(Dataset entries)
________________________________________
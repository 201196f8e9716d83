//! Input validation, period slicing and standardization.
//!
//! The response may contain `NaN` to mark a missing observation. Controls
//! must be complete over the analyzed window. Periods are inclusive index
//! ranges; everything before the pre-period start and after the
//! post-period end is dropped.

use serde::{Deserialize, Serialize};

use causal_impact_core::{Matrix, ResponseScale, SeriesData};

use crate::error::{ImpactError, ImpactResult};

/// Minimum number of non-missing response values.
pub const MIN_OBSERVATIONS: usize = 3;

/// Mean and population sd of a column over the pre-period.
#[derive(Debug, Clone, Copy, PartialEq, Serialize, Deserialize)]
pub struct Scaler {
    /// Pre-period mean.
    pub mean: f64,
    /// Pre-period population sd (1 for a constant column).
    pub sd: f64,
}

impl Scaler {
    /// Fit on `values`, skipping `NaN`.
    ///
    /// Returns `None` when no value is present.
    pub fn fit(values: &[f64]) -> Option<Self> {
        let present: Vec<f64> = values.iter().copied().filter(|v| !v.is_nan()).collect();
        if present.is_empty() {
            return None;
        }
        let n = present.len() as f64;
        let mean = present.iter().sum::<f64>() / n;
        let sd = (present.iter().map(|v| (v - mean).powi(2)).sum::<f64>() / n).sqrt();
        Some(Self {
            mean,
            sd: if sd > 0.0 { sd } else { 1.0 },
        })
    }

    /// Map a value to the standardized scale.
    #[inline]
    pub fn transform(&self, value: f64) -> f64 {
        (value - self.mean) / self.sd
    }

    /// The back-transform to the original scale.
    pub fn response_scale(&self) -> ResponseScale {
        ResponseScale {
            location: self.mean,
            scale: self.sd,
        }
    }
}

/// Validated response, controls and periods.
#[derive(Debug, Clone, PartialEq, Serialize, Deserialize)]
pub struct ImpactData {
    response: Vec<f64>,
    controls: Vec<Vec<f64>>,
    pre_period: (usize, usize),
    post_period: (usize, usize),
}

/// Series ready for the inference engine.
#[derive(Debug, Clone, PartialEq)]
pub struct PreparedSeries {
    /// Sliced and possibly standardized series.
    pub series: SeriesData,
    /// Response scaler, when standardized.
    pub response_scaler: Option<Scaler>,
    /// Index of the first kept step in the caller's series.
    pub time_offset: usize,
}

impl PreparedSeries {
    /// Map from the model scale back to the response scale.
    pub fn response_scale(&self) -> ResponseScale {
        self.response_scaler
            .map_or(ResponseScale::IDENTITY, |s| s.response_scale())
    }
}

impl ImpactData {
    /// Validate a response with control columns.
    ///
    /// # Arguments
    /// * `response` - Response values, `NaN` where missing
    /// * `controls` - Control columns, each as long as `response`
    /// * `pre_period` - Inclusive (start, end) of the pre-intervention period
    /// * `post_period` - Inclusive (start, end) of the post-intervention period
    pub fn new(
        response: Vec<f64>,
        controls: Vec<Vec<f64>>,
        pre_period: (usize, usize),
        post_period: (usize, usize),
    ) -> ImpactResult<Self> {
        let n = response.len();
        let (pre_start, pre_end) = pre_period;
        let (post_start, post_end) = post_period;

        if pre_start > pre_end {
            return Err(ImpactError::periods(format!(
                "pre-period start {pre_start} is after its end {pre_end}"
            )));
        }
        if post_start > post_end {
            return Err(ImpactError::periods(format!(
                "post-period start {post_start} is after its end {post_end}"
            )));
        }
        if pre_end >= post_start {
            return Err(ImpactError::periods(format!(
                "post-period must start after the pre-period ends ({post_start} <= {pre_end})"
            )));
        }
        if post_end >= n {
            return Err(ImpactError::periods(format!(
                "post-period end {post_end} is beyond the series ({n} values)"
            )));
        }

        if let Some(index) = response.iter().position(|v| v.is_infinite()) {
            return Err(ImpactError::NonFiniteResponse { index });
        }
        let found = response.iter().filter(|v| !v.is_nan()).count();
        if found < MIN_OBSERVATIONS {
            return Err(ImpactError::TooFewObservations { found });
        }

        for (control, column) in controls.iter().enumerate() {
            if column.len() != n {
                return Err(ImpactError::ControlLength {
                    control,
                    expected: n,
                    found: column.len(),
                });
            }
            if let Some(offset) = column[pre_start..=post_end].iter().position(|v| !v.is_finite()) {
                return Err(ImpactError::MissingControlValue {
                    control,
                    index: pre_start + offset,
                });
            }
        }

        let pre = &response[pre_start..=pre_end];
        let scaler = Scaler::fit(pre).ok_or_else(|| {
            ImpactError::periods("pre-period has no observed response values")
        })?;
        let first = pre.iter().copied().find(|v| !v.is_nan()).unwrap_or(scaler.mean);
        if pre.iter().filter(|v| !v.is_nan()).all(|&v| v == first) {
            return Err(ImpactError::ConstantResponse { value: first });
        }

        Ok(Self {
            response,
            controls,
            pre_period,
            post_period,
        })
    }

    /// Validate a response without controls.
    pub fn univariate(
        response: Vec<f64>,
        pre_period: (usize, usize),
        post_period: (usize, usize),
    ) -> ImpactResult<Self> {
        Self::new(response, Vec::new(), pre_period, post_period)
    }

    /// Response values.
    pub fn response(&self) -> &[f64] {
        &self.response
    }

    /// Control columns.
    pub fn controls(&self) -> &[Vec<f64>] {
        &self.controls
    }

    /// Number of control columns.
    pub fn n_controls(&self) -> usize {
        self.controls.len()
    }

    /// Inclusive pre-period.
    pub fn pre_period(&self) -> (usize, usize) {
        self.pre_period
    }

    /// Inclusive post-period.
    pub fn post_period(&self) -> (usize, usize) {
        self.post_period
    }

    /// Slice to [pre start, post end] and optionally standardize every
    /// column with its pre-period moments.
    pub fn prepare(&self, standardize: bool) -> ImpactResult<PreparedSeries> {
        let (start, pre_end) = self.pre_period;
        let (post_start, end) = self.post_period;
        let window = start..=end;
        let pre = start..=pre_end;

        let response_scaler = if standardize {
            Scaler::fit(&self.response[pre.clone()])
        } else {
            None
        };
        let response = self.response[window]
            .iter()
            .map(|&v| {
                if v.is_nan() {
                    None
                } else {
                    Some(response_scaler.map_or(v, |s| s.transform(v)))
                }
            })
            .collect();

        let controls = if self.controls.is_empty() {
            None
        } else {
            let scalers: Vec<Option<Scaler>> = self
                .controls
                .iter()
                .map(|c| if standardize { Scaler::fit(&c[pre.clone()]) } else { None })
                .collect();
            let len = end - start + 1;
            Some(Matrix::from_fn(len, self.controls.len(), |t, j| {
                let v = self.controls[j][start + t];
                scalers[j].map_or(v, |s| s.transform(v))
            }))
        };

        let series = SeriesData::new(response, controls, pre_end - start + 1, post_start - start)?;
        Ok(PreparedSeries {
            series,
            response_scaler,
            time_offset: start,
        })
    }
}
________________________________________
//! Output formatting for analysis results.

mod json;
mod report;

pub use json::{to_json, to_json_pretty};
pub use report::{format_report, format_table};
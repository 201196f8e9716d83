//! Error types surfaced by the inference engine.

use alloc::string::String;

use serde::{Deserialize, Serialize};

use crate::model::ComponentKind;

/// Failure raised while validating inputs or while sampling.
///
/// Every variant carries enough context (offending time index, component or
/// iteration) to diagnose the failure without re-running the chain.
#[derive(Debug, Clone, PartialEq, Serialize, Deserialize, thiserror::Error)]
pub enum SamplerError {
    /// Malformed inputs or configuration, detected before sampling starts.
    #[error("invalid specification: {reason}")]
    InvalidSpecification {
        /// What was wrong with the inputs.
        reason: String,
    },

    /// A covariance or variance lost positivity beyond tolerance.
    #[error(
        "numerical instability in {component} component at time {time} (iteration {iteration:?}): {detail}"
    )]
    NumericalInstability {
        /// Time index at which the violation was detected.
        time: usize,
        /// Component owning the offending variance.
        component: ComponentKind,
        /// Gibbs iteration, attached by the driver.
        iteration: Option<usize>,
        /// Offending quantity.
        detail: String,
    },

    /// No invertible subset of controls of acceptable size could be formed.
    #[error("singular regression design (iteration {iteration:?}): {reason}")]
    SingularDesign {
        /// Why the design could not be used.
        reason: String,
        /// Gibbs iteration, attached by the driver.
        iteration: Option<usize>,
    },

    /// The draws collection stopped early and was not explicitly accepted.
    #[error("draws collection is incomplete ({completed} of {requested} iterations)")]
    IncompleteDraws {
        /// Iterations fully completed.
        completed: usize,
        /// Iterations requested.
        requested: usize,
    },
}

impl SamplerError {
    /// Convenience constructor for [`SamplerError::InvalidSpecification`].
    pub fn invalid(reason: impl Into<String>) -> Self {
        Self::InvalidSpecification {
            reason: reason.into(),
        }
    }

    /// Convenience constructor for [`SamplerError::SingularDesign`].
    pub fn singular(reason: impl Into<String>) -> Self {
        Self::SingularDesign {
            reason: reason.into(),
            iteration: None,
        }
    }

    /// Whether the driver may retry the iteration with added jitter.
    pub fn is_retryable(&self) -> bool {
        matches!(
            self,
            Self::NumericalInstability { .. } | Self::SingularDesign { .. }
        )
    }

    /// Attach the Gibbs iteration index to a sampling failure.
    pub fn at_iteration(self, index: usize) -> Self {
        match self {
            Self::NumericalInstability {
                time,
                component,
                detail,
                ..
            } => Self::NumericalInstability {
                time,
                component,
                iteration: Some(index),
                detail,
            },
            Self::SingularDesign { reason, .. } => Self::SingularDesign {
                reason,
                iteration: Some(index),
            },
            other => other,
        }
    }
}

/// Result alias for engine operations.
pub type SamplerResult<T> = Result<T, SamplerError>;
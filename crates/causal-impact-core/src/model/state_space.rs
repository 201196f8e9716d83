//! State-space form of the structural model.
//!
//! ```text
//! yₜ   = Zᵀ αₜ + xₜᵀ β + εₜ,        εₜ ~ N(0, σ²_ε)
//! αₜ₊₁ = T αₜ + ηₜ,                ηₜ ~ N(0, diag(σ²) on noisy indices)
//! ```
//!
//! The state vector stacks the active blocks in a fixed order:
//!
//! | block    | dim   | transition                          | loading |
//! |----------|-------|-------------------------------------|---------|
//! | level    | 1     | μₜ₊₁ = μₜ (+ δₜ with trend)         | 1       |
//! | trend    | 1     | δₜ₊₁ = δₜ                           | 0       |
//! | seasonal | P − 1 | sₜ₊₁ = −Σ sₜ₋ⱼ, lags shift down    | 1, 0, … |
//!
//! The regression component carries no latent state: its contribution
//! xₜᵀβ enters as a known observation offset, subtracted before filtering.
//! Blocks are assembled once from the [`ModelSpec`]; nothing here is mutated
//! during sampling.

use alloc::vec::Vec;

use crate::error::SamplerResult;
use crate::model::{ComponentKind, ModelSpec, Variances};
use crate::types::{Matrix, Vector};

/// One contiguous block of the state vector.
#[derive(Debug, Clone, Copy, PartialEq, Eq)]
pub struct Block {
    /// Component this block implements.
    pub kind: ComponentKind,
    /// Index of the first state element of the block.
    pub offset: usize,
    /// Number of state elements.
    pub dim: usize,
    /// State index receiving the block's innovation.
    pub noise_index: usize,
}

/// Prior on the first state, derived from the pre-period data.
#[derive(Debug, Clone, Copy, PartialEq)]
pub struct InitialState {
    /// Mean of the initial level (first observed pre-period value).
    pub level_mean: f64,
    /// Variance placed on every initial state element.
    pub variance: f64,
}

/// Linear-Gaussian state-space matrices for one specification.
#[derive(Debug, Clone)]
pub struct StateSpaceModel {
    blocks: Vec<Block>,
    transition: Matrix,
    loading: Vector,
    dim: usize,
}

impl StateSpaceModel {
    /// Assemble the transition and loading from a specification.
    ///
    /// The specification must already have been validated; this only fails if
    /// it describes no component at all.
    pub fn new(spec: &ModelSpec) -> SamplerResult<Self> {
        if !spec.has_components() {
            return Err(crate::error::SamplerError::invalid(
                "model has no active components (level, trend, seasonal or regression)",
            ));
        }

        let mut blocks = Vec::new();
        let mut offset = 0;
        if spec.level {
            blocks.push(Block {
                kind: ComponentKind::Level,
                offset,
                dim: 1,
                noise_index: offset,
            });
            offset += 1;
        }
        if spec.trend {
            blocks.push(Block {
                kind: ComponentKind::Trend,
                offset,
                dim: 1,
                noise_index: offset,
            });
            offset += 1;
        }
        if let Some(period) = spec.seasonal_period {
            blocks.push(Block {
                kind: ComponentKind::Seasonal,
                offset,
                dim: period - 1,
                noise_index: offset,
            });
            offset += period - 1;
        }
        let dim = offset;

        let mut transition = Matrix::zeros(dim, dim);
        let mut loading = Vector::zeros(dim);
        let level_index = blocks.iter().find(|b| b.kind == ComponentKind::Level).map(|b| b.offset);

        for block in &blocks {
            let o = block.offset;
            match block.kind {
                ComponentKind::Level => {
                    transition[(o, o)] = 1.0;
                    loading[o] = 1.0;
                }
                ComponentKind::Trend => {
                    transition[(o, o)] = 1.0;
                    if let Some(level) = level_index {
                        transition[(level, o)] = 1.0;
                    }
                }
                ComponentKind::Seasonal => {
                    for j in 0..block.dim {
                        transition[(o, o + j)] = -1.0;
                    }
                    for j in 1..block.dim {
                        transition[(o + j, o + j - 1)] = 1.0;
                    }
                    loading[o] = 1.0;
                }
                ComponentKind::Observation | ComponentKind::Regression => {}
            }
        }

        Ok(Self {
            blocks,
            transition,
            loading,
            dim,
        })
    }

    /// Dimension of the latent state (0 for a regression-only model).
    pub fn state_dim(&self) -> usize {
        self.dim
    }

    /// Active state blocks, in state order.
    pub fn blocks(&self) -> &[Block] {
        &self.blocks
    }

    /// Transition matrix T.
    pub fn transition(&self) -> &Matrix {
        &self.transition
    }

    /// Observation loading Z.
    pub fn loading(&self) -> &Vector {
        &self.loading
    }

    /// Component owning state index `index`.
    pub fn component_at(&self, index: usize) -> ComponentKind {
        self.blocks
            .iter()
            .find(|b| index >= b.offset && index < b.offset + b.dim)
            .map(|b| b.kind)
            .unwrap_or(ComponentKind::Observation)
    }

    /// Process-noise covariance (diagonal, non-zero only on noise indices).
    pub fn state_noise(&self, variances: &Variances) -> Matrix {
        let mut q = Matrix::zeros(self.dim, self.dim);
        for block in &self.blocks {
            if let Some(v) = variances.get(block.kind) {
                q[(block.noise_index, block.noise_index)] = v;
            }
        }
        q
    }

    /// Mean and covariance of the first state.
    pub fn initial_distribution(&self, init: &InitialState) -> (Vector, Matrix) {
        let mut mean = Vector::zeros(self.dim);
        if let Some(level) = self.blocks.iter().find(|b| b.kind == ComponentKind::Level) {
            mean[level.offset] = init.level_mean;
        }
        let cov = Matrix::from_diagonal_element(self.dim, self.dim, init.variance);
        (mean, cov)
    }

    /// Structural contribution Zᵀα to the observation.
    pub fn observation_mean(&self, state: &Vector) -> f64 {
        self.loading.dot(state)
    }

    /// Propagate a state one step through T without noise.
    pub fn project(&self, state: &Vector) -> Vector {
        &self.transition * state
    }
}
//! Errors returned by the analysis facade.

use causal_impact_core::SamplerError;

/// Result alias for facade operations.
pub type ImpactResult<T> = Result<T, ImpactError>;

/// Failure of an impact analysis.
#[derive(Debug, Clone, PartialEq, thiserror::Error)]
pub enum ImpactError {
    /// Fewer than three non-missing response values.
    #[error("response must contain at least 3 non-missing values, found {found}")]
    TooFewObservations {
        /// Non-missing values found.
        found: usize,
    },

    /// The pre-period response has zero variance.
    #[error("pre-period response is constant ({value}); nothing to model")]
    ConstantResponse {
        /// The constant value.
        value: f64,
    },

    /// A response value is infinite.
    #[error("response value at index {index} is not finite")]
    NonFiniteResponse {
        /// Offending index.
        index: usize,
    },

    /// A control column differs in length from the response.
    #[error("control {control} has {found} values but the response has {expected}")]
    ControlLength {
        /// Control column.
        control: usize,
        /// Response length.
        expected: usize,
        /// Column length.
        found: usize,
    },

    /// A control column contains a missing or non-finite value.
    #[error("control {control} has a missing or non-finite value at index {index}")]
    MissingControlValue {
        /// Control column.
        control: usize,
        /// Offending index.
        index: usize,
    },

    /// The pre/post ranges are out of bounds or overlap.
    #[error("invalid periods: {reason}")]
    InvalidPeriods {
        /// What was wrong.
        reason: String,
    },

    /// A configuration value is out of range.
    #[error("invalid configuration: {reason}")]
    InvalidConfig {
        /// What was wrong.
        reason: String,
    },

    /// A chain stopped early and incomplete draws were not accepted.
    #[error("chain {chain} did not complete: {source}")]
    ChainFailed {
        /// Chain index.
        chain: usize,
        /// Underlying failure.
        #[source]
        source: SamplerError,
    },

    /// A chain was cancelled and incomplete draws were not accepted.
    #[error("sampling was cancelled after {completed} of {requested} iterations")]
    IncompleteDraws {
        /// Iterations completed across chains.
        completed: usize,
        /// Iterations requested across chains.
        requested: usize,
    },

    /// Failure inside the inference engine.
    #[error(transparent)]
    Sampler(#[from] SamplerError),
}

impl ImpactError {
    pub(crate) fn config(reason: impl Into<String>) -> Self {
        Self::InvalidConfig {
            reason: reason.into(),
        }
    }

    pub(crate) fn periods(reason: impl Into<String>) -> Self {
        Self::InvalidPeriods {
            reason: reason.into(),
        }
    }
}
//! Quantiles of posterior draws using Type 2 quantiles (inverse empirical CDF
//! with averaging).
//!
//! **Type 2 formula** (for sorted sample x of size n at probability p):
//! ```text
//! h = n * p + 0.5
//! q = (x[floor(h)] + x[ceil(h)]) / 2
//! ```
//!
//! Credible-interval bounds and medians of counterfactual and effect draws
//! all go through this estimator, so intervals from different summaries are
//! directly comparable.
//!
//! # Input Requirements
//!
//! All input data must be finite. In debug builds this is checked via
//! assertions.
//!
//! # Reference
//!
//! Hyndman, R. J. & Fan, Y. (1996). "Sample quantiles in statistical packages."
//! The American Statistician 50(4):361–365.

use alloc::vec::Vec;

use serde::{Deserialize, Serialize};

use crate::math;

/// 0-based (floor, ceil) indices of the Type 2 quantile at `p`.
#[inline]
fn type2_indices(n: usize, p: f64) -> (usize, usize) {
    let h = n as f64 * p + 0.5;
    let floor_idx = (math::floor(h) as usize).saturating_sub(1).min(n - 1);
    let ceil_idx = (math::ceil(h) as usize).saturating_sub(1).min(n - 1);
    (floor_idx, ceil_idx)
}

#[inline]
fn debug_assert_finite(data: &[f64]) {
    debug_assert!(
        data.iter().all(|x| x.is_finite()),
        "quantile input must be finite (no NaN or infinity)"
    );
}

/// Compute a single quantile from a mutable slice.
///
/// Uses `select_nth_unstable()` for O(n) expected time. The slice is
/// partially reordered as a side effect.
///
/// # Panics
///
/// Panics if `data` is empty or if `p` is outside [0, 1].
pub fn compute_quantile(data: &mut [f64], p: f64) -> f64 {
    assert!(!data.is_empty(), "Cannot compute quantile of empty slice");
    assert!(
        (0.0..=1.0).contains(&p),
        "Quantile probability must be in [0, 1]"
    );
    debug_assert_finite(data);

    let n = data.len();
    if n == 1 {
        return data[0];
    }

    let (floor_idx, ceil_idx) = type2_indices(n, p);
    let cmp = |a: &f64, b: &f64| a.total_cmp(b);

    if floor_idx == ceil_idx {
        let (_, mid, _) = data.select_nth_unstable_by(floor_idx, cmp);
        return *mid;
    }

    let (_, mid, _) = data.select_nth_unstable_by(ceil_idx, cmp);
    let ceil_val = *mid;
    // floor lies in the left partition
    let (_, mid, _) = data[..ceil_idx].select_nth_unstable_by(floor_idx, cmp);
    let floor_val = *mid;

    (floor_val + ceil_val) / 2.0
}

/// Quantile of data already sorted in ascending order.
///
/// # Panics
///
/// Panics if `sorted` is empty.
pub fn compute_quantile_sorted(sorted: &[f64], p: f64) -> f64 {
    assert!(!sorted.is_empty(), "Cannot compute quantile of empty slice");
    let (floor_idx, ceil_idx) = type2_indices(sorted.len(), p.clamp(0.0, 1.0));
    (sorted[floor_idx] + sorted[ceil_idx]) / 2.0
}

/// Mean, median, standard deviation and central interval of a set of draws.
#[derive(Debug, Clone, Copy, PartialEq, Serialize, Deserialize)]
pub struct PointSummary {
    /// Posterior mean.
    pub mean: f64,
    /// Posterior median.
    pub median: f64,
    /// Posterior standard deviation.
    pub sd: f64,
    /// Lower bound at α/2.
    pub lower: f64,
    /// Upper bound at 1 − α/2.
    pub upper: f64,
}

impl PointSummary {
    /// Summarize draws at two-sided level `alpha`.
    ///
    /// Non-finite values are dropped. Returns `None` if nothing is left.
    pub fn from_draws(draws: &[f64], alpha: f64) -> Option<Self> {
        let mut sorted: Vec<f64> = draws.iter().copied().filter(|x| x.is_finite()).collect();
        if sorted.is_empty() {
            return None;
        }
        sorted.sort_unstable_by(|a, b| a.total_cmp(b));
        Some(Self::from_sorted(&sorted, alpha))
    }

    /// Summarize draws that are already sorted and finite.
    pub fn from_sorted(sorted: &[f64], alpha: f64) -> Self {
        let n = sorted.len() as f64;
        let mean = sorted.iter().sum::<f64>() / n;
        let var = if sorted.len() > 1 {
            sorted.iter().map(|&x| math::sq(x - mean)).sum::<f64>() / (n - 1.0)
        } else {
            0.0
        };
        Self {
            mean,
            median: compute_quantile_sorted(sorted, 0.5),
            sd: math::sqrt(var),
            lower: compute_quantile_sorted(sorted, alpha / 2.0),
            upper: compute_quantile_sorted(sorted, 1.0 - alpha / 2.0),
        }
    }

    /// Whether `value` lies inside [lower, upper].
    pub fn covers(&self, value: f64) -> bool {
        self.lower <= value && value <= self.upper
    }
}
________________________________________
:: Problem requirements ::
Show the lines in the entries above that include the string "found".

:: Answer to this task ::
        let found = response.iter().filter(|v| !v.is_nan()).count();
        if found < MIN_OBSERVATIONS {
            return Err(ImpactError::TooFewObservations { found });
                    found: column.len(),
    #[error("response must contain at least 3 non-missing values, found {found}")]
        /// Non-missing values found.
        found: usize,
    #[error("control {control} has {found} values but the response has {expected}")]
        found: usize,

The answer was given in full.